Her fingers curled, her nails scraping across my pecs as she fisted the fabric of my shirt.

“You are more than good enough. You’re more than deserving of love, and I know that because I’ve never stopped. Even after I broke us, I never stopped loving you. Not for a single second of a single minute in a single day.”

She pulled in a gasping breath, her head tilting back so her eyes could meet mine. Those Caribbean blue depths were full of shock and confusion. It probably wasn’t the right time to tell her that after everything she’d already been through today—or hell, the past several months—but I couldn’t go another second with her thinking she wasn’t worthy of love. She had to know she was special. She was worth waiting an eternity for.

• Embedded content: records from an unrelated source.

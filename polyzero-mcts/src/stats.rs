//! Per-node search statistics
//!
//! Statistics are updated with plain atomic read-modify-write during
//! backpropagation and read during selection; the node lock is never taken
//! for them. Float accumulators are CAS loops over the bit pattern.

use std::sync::atomic::{AtomicI32, AtomicU32, Ordering};

/// f32 stored as its bit pattern in an `AtomicU32`.
pub(crate) struct AtomicF32(AtomicU32);

impl AtomicF32 {
    pub fn new(value: f32) -> Self {
        Self(AtomicU32::new(value.to_bits()))
    }

    pub fn load(&self) -> f32 {
        f32::from_bits(self.0.load(Ordering::Relaxed))
    }

    pub fn store(&self, value: f32) {
        self.0.store(value.to_bits(), Ordering::Relaxed);
    }

    pub fn fetch_add(&self, delta: f32) {
        let mut current = self.0.load(Ordering::Relaxed);
        loop {
            let next = (f32::from_bits(current) + delta).to_bits();
            match self.0.compare_exchange_weak(
                current,
                next,
                Ordering::Relaxed,
                Ordering::Relaxed,
            ) {
                Ok(_) => return,
                Err(observed) => current = observed,
            }
        }
    }
}

/// Visit count, backed-up value sum, virtual loss and the child-value
/// accumulator behind the value prior.
///
/// `value` is the sum of backed-up values in the root player's frame;
/// `value / num_visit` is the node's empirical value from that perspective.
pub struct MctsStats {
    num_visit: AtomicI32,
    value: AtomicF32,
    virtual_loss: AtomicF32,
    sum_child_v: AtomicF32,
    num_child_v: AtomicI32,
}

impl MctsStats {
    pub fn new() -> Self {
        Self {
            num_visit: AtomicI32::new(0),
            value: AtomicF32::new(0.0),
            virtual_loss: AtomicF32::new(0.0),
            sum_child_v: AtomicF32::new(0.0),
            num_child_v: AtomicI32::new(0),
        }
    }

    pub fn reset(&self) {
        self.num_visit.store(0, Ordering::Relaxed);
        self.value.store(0.0);
        self.virtual_loss.store(0.0);
        self.sum_child_v.store(0.0);
        self.num_child_v.store(0, Ordering::Relaxed);
    }

    pub fn num_visit(&self) -> i32 {
        self.num_visit.load(Ordering::Relaxed)
    }

    pub fn value(&self) -> f32 {
        self.value.load()
    }

    pub fn virtual_loss(&self) -> f32 {
        self.virtual_loss.load()
    }

    /// Mean of settled children's values, or 0 before any child settled.
    pub fn avg_child_v(&self) -> f32 {
        let n = self.num_child_v.load(Ordering::Relaxed);
        if n == 0 {
            0.0
        } else {
            self.sum_child_v.load() / n as f32
        }
    }

    pub fn add_virtual_loss(&self, amount: f32) {
        self.virtual_loss.fetch_add(amount);
    }

    /// One backpropagation step: count the visit, fold in the rollout value,
    /// clear this descent's virtual loss.
    pub fn atomic_update(&self, value: f32, virtual_loss: f32) {
        self.num_visit.fetch_add(1, Ordering::Relaxed);
        self.value.fetch_add(value);
        self.virtual_loss.fetch_add(-virtual_loss);
    }

    /// Fold a settled child's value into the prior accumulator.
    pub fn add_child_v(&self, value: f32) {
        self.sum_child_v.fetch_add(value);
        self.num_child_v.fetch_add(1, Ordering::Relaxed);
    }

    pub fn add_visit(&self) {
        self.num_visit.fetch_add(1, Ordering::Relaxed);
    }

    pub fn subtract_visit(&self) {
        self.num_visit.fetch_sub(1, Ordering::Relaxed);
    }
}

impl Default for MctsStats {
    fn default() -> Self {
        Self::new()
    }
}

“Rhodes,” she whispered. My name on those lips was a blessing and a curse all at once. The way she was looking up at me made me feel like the most important person in the world. I felt that undeniable tug grow stronger, giving me no choice but to get closer to her. It wasn’t a want, it was a need—like oxygen or water. Blythe was essential to living. That was why I’d only led half an existence since letting her go.

More and more of the distance between us disappeared as my eyes dropped to her lips. That plump bottom lip called to me, begging to be nipped and licked. “Angel.”

She blinked, and I saw the instant the bubble around us burst right before she took a step back from me. For the shortest moment, her guard had fallen, but as I watched, she re-erected those protective walls of hers and coated them in the same shit Captain America’s shield was made of.

“I—I have to go.”

I stood rooted to the ground as I watched her disappear into the trees, and I knew beyond a shadow of a doubt that watching her walk away from me was something I would never get used to.